What the exercise asks =
Your task is to write out exactly the lines of the listing below, from the first down to the line that holds "use tokio_util::codec::FramedWrite;".

Data shown =
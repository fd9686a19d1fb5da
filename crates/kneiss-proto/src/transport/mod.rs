//! Chat transports for async I/O.
//!
//! A [`Transport`] is one duplex connection to a chat server over TCP, TLS,
//! or WebSocket. It carries raw bytes, not messages: the reader hands out
//! chunks exactly as they arrive and leaves framing to
//! [`crate::FrameSplitter`], and the writer takes one line at a time.
//!
//! ```ignore
//! use kneiss_proto::{Endpoint, FrameSplitter, Transport};
//!
//! let endpoint = Endpoint::parse(kneiss_proto::TWITCH_WEBSOCKET)?;
//! let (mut reader, mut writer) = Transport::connect(&endpoint).await?.split();
//! writer.write_line("NICK justinfan123").await?;
//!
//! let mut splitter = FrameSplitter::new();
//! while let Some(chunk) = reader.read_chunk().await? {
//!     for line in splitter.split(&chunk) {
//!         println!("{}", kneiss_proto::parse(&line));
//!     }
//! }
//! ```

mod endpoint;
mod error;
mod stream;
mod websocket;

use bytes::{Bytes, BytesMut};
use futures_util::{SinkExt, StreamExt};
use tokio::io::{AsyncReadExt, ReadHalf, WriteHalf};
use tokio_util::codec::FramedWrite;

use crate::frame::DEFAULT_MAX_LINE_LEN;
use crate::line::LineCodec;

pub use self::endpoint::{Endpoint, Scheme, TWITCH_WEBSOCKET};
pub use self::error::{CloseError, ConnectionError, ReadError, WriteError};
pub use self::stream::{AsyncStream, BoxedStream};

use self::websocket::{WsSink, WsSource, WsStream};

/// Bytes requested from the socket per read.
const READ_CHUNK: usize = 4096;

/// A duplex connection to a chat server.
#[non_exhaustive]
pub enum Transport {
    /// Line-oriented byte stream (TCP or TLS).
    Stream(BoxedStream),
    /// WebSocket, one text frame per outbound line.
    WebSocket(Box<WsStream>),
}

impl Transport {
    /// Connect to an endpoint, running the TLS and WebSocket handshakes its
    /// scheme requires.
    pub async fn connect(endpoint: &Endpoint) -> Result<Self, ConnectionError> {
        let stream = stream::open(endpoint).await?;
        if endpoint.scheme().is_websocket() {
            let ws = websocket::handshake(endpoint.url().as_str(), stream).await?;
            Ok(Self::WebSocket(Box::new(ws)))
        } else {
            Ok(Self::Stream(stream))
        }
    }

    /// Wrap an already connected byte stream.
    pub fn stream<S: AsyncStream + 'static>(stream: S) -> Self {
        Self::Stream(Box::new(stream))
    }

    /// Run a WebSocket client handshake over an already connected stream.
    pub async fn websocket<S: AsyncStream + 'static>(
        url: &str,
        stream: S,
    ) -> Result<Self, ConnectionError> {
        let ws = websocket::handshake(url, Box::new(stream)).await?;
        Ok(Self::WebSocket(Box::new(ws)))
    }

    /// Check if this transport uses WebSocket framing.
    pub fn is_websocket(&self) -> bool {
        matches!(self, Self::WebSocket(_))
    }

    /// Split into halves that can be driven from separate tasks.
    pub fn split(self) -> (TransportReader, TransportWriter) {
        match self {
            Self::Stream(stream) => {
                let (read, write) = tokio::io::split(stream);
                (
                    TransportReader {
                        inner: ReadInner::Stream {
                            half: read,
                            buf: BytesMut::with_capacity(READ_CHUNK),
                        },
                    },
                    TransportWriter {
                        inner: WriteInner::Stream(FramedWrite::new(write, LineCodec::new())),
                    },
                )
            }
            Self::WebSocket(ws) => {
                let (sink, source) = (*ws).split();
                (
                    TransportReader {
                        inner: ReadInner::WebSocket(source),
                    },
                    TransportWriter {
                        inner: WriteInner::WebSocket {
                            sink,
                            max_len: DEFAULT_MAX_LINE_LEN,
                        },
                    },
                )
            }
        }
    }
}

/// Read half of a [`Transport`].
pub struct TransportReader {
    inner: ReadInner,
}

enum ReadInner {
    Stream {
        half: ReadHalf<BoxedStream>,
        buf: BytesMut,
    },
    WebSocket(WsSource),
}

impl TransportReader {
    /// Read whatever the peer has sent since the last call.
    ///
    /// Returns exactly the bytes received, which may end mid-line. `Ok(None)`
    /// means the peer closed the connection. Cancel safe.
    pub async fn read_chunk(&mut self) -> Result<Option<Bytes>, ReadError> {
        match &mut self.inner {
            ReadInner::Stream { half, buf } => {
                buf.reserve(READ_CHUNK);
                let n = half.read_buf(buf).await?;
                if n == 0 {
                    return Ok(None);
                }
                Ok(Some(buf.split().freeze()))
            }
            ReadInner::WebSocket(source) => websocket::read_frame(source).await,
        }
    }
}

/// Write half of a [`Transport`].
pub struct TransportWriter {
    inner: WriteInner,
}

enum WriteInner {
    Stream(FramedWrite<WriteHalf<BoxedStream>, LineCodec>),
    WebSocket { sink: WsSink, max_len: usize },
}

impl TransportWriter {
    /// Change the outbound line length bound.
    pub fn set_max_line_len(&mut self, len: usize) {
        match &mut self.inner {
            WriteInner::Stream(framed) => *framed.encoder_mut() = LineCodec::with_max_len(len),
            WriteInner::WebSocket { max_len, .. } => *max_len = len,
        }
    }

    /// Write one line and flush it.
    ///
    /// Anything after the first line break is dropped. Byte streams get a
    /// `\r\n` terminator; WebSocket frames are sent without one.
    pub async fn write_line(&mut self, line: &str) -> Result<(), WriteError> {
        match &mut self.inner {
            WriteInner::Stream(framed) => framed.send(line).await?,
            WriteInner::WebSocket { sink, max_len } => {
                websocket::write_line(sink, line, *max_len).await?
            }
        }
        Ok(())
    }

    /// Flush and shut down the write side.
    pub async fn close(&mut self) -> Result<(), CloseError> {
        match &mut self.inner {
            WriteInner::Stream(framed) => SinkExt::<&str>::close(framed).await?,
            WriteInner::WebSocket { sink, .. } => sink.close().await?,
        }
        Ok(())
    }
}
//! Twitch IRCv3 capabilities.
//!
//! Twitch accepts `CAP REQ` without the usual `CAP LS` negotiation. Each
//! capability is requested on its own line after registration.

use std::fmt;

/// Capability understood by the Twitch chat servers.
#[derive(Debug, Clone, PartialEq, Eq, Hash)]
#[non_exhaustive]
pub enum Capability {
    /// Twitch-specific commands (CLEARCHAT, RECONNECT, USERNOTICE, ...)
    Commands,
    /// JOIN/PART membership events and NAMES replies
    Membership,
    /// IRCv3 message tags on chat lines
    Tags,
    /// Any other capability name
    Custom(String),
}

impl Capability {
    /// The three capabilities a chat bot usually wants.
    pub const ALL: [Capability; 3] = [Self::Commands, Self::Membership, Self::Tags];

    /// Wire name of the capability.
    pub fn as_str(&self) -> &str {
        match self {
            Self::Commands => "twitch.tv/commands",
            Self::Membership => "twitch.tv/membership",
            Self::Tags => "twitch.tv/tags",
            Self::Custom(s) => s,
        }
    }
}

impl AsRef<str> for Capability {
    fn as_ref(&self) -> &str {
        self.as_str()
    }
}

impl fmt::Display for Capability {
    fn fmt(&self, f: &mut fmt::Formatter<'_>) -> fmt::Result {
        f.write_str(self.as_str())
    }
}

impl From<&str> for Capability {
    fn from(s: &str) -> Self {
        match s {
            "twitch.tv/commands" => Self::Commands,
            "twitch.tv/membership" => Self::Membership,
            "twitch.tv/tags" => Self::Tags,
            other => Self::Custom(other.to_owned()),
        }
    }
}

#[cfg(test)]
mod tests {
    use super::*;

    #[test]
    fn test_known_names_round_trip() {
        for cap in Capability::ALL {
            assert_eq!(Capability::from(cap.as_str()), cap);
        }
    }

    #[test]
    fn test_custom_capability() {
        let cap = Capability::from("server-time");
        assert_eq!(cap, Capability::Custom("server-time".to_owned()));
        assert_eq!(cap.to_string(), "server-time");
    }
}
//! Core configuration types.

use std::collections::HashMap;
use std::path::{Path, PathBuf};
use std::time::Duration;

use kneiss_proto::{Capability, ConnectionError, Endpoint};
use serde::Deserialize;
use thiserror::Error;

use super::defaults::*;
use super::validation::{self, ValidationError};

/// Configuration errors.
#[derive(Debug, Error)]
pub enum ConfigError {
    #[error("failed to read config file: {0}")]
    Io(#[from] std::io::Error),
    #[error("failed to parse config: {0}")]
    Parse(#[from] toml::de::Error),
    #[error("invalid config: {}", join_errors(.0))]
    Invalid(Vec<ValidationError>),
}

fn join_errors(errors: &[ValidationError]) -> String {
    errors
        .iter()
        .map(ToString::to_string)
        .collect::<Vec<_>>()
        .join("; ")
}

/// Main bot configuration.
#[derive(Debug, Clone, Deserialize)]
pub struct Config {
    /// Account and channel settings.
    pub twitch: TwitchConfig,
    /// Transport and session timing.
    #[serde(default)]
    pub connection: ConnectionConfig,
    /// Reconnect supervisor settings.
    #[serde(default)]
    pub reconnect: ReconnectConfig,
    /// Per-channel chat transcripts.
    #[serde(default)]
    pub transcript: TranscriptConfig,
    /// Static chat commands: `name` (or `!name`) to reply text.
    #[serde(default)]
    pub commands: HashMap<String, String>,
}

/// Twitch account configuration.
#[derive(Debug, Clone, Deserialize)]
pub struct TwitchConfig {
    /// Login name of the bot account.
    pub username: String,
    /// OAuth token, with or without the `oauth:` prefix.
    #[serde(default)]
    pub token: String,
    /// Channels to join. Empty means the bot's own channel.
    #[serde(default)]
    pub channels: Vec<String>,
    /// Capabilities requested after connecting.
    #[serde(default = "default_capabilities")]
    pub capabilities: Vec<String>,
}

impl TwitchConfig {
    /// Channels to join after connecting.
    pub fn channels(&self) -> Vec<String> {
        if self.channels.is_empty() {
            vec![self.username.clone()]
        } else {
            self.channels.clone()
        }
    }

    /// Requested capabilities, typed.
    pub fn capabilities(&self) -> Vec<Capability> {
        self.capabilities
            .iter()
            .map(|cap| Capability::from(cap.as_str()))
            .collect()
    }
}

/// Connection and session timing.
#[derive(Debug, Clone, Deserialize)]
pub struct ConnectionConfig {
    /// `irc://`, `ircs://`, `ws://` or `wss://` URL.
    #[serde(default = "default_endpoint")]
    pub endpoint: String,
    /// Close the session after this long without inbound data.
    #[serde(default = "default_read_timeout")]
    pub read_timeout_secs: u64,
    /// Upper bound for each connect or join handshake.
    #[serde(default = "default_handshake_timeout")]
    pub handshake_timeout_secs: u64,
    /// Upper bound for each session loop to stop on close.
    #[serde(default = "default_close_timeout")]
    pub close_timeout_secs: u64,
    /// Longest line accepted or sent, in bytes.
    #[serde(default = "default_max_line_len")]
    pub max_line_len: usize,
}

impl Default for ConnectionConfig {
    fn default() -> Self {
        Self {
            endpoint: default_endpoint(),
            read_timeout_secs: default_read_timeout(),
            handshake_timeout_secs: default_handshake_timeout(),
            close_timeout_secs: default_close_timeout(),
            max_line_len: default_max_line_len(),
        }
    }
}

impl ConnectionConfig {
    pub fn endpoint(&self) -> Result<Endpoint, ConnectionError> {
        Endpoint::parse(&self.endpoint)
    }

    pub fn read_timeout(&self) -> Duration {
        Duration::from_secs(self.read_timeout_secs)
    }

    pub fn handshake_timeout(&self) -> Duration {
        Duration::from_secs(self.handshake_timeout_secs)
    }

    pub fn close_timeout(&self) -> Duration {
        Duration::from_secs(self.close_timeout_secs)
    }
}

/// Reconnect supervisor configuration.
#[derive(Debug, Clone, Deserialize)]
pub struct ReconnectConfig {
    #[serde(default = "default_true")]
    pub enabled: bool,
    #[serde(default = "default_initial_backoff")]
    pub initial_backoff_secs: u64,
    #[serde(default = "default_max_backoff")]
    pub max_backoff_secs: u64,
    /// Give up after this many consecutive failures. 0 means never.
    #[serde(default)]
    pub max_attempts: u32,
}

impl Default for ReconnectConfig {
    fn default() -> Self {
        Self {
            enabled: true,
            initial_backoff_secs: default_initial_backoff(),
            max_backoff_secs: default_max_backoff(),
            max_attempts: 0,
        }
    }
}

/// Chat transcript configuration.
#[derive(Debug, Clone, Deserialize)]
pub struct TranscriptConfig {
    #[serde(default)]
    pub enabled: bool,
    /// Directory holding one `<channel>.txt` per channel.
    #[serde(default = "default_transcript_dir")]
    pub dir: PathBuf,
}

impl Default for TranscriptConfig {
    fn default() -> Self {
        Self {
            enabled: false,
            dir: default_transcript_dir(),
        }
    }
}

impl Config {
    /// Load, apply the token override from the environment and validate.
    pub fn load<P: AsRef<Path>>(path: P) -> Result<Self, ConfigError> {
        let content = std::fs::read_to_string(path)?;
        let mut config: Config = toml::from_str(&content)?;
        config.apply_token_override(std::env::var(TOKEN_ENV).ok());
        validation::validate(&config).map_err(ConfigError::Invalid)?;
        Ok(config)
    }

    /// A non-empty override replaces the configured token.
    pub fn apply_token_override(&mut self, token: Option<String>) {
        if let Some(token) = token.filter(|t| !t.trim().is_empty()) {
            self.twitch.token = token;
        }
    }
}
//! Channel handlers: join completion and moderation events.

mod clearchat;
mod names;

pub use clearchat::ClearChatHandler;
pub use names::EndOfNamesHandler;
impl Shared {
    fn begin_close(&self, reason: CloseReason) {
        {
            let mut slot = self.reason.lock();
            if slot.is_none() {
                *slot = Some(reason);
            }
        }
        self.state.send_if_modified(|state| {
            if *state == SessionState::Open {
                *state = SessionState::Closing;
                true
            } else {
                false
            }
        });
        self.cancel.cancel();
    }

    fn finish(&self) {
        let reason = self.reason.lock().clone().unwrap_or(CloseReason::Requested);
        self.state.send_replace(SessionState::Closed(reason));
    }
}

/// Cloneable handle for sending on and observing a session.
#[derive(Clone)]
pub struct SessionHandle {
    tx: mpsc::UnboundedSender<String>,
    shared: Arc<Shared>,
}

impl SessionHandle {
    /// Queue a line for the write loop. Never blocks and never drops.
    pub fn send(&self, line: impl Into<String>) -> Result<(), SessionError> {
        self.tx.send(line.into()).map_err(|_| SessionError::Closed)
    }

    pub fn send_message(&self, msg: &Message) -> Result<(), SessionError> {
        self.send(msg.to_string())
    }

    /// Ask both loops to stop. The first reason given is the one reported.
    pub fn shutdown(&self, reason: CloseReason) {
        self.shared.begin_close(reason);
    }

    pub fn state(&self) -> SessionState {
        self.shared.state.borrow().clone()
    }

    /// Wait until the read loop has stopped.
    pub async fn closed(&self) -> CloseReason {
        if let SessionState::Closed(reason) = self.state() {
            return reason;
        }
        let mut rx = self.shared.state.subscribe();
        match rx.wait_for(|state| matches!(state, SessionState::Closed(_))).await {
            Ok(state) => state.close_reason().cloned().unwrap_or(CloseReason::Requested),
            Err(_) => CloseReason::Requested,
        }
    }
}

/// A running session.
pub struct Session {
    handle: SessionHandle,
    reader: JoinHandle<()>,
    writer: JoinHandle<Result<(), CloseError>>,
    close_timeout: Duration,
}

impl Session {
    /// Connect to `endpoint` and start the session loops.
    pub async fn open(
        endpoint: &Endpoint,
        config: SessionConfig,
        registry: Arc<Registry>,
        bot: Arc<Bot>,
    ) -> Result<Self, ConnectionError> {
        let transport = Transport::connect(endpoint).await?;
        info!(endpoint = %endpoint, "connected");

        let span = spans::connection(&endpoint.to_string());
        Ok(span.in_scope(|| Self::start(transport, config, registry, bot)))
    }

    /// Start the session loops on an established transport.
    pub fn start(transport: Transport, config: SessionConfig, registry: Arc<Registry>, bot: Arc<Bot>) -> Self {
        let span = spans::session(NEXT_SESSION_ID.fetch_add(1, Ordering::Relaxed));
        let (reader, mut writer) = transport.split();
        writer.set_max_line_len(config.max_line_len);

        let (tx, rx) = mpsc::unbounded_channel();
        let (state, _) = watch::channel(SessionState::Open);
        let shared = Arc::new(Shared {
            state,
            reason: Mutex::new(None),
            cancel: CancellationToken::new(),
        });
        let handle = SessionHandle {
            tx,
            shared: Arc::clone(&shared),
        };

        let read_task = ReadLoop {
            reader,
            splitter: FrameSplitter::with_max_len(config.max_line_len),
            read_timeout: config.read_timeout,
            ctx: Context::new(handle.clone(), bot),
            registry,
            shared: Arc::clone(&shared),
        };
        let reader = tokio::spawn(read_task.run().instrument(span.clone()));
        let writer = tokio::spawn(write_loop(writer, rx, shared.cancel.clone()).instrument(span));

        Self {
            handle,
            reader,
            writer,
            close_timeout: config.close_timeout,
        }
    }

    pub fn handle(&self) -> &SessionHandle {
        &self.handle
    }

    /// Stop both loops, flushing what was already queued.
    ///
    /// Each loop gets `close_timeout` to stop before it is aborted.
    pub async fn close(self) -> Result<(), CloseError> {
        self.handle.shutdown(CloseReason::Requested);

        let mut writer = self.writer;
        let written = match tokio::time::timeout(self.close_timeout, &mut writer).await {
            Ok(Ok(result)) => result,
            Ok(Err(e)) => {
                warn!(error = %e, "write loop panicked");
                Ok(())
            }
            Err(_) => {
                writer.abort();
                Err(CloseError::Timeout("write loop"))
            }
        };

        let mut reader = self.reader;
        if tokio::time::timeout(self.close_timeout, &mut reader).await.is_err() {
            reader.abort();
            self.handle.shared.finish();
            return written.and(Err(CloseError::Timeout("read loop")));
        }

        written
    }
}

Solution below =
repository fd9686a19d1fb5da
filename crates/kneiss-proto/src/transport/mod.rs
//! Chat transports for async I/O.
//!
//! A [`Transport`] is one duplex connection to a chat server over TCP, TLS,
//! or WebSocket. It carries raw bytes, not messages: the reader hands out
//! chunks exactly as they arrive and leaves framing to
//! [`crate::FrameSplitter`], and the writer takes one line at a time.
//!
//! ```ignore
//! use kneiss_proto::{Endpoint, FrameSplitter, Transport};
//!
//! let endpoint = Endpoint::parse(kneiss_proto::TWITCH_WEBSOCKET)?;
//! let (mut reader, mut writer) = Transport::connect(&endpoint).await?.split();
//! writer.write_line("NICK justinfan123").await?;
//!
//! let mut splitter = FrameSplitter::new();
//! while let Some(chunk) = reader.read_chunk().await? {
//!     for line in splitter.split(&chunk) {
//!         println!("{}", kneiss_proto::parse(&line));
//!     }
//! }
//! ```

mod endpoint;
mod error;
mod stream;
mod websocket;

use bytes::{Bytes, BytesMut};
use futures_util::{SinkExt, StreamExt};
use tokio::io::{AsyncReadExt, ReadHalf, WriteHalf};
use tokio_util::codec::FramedWrite;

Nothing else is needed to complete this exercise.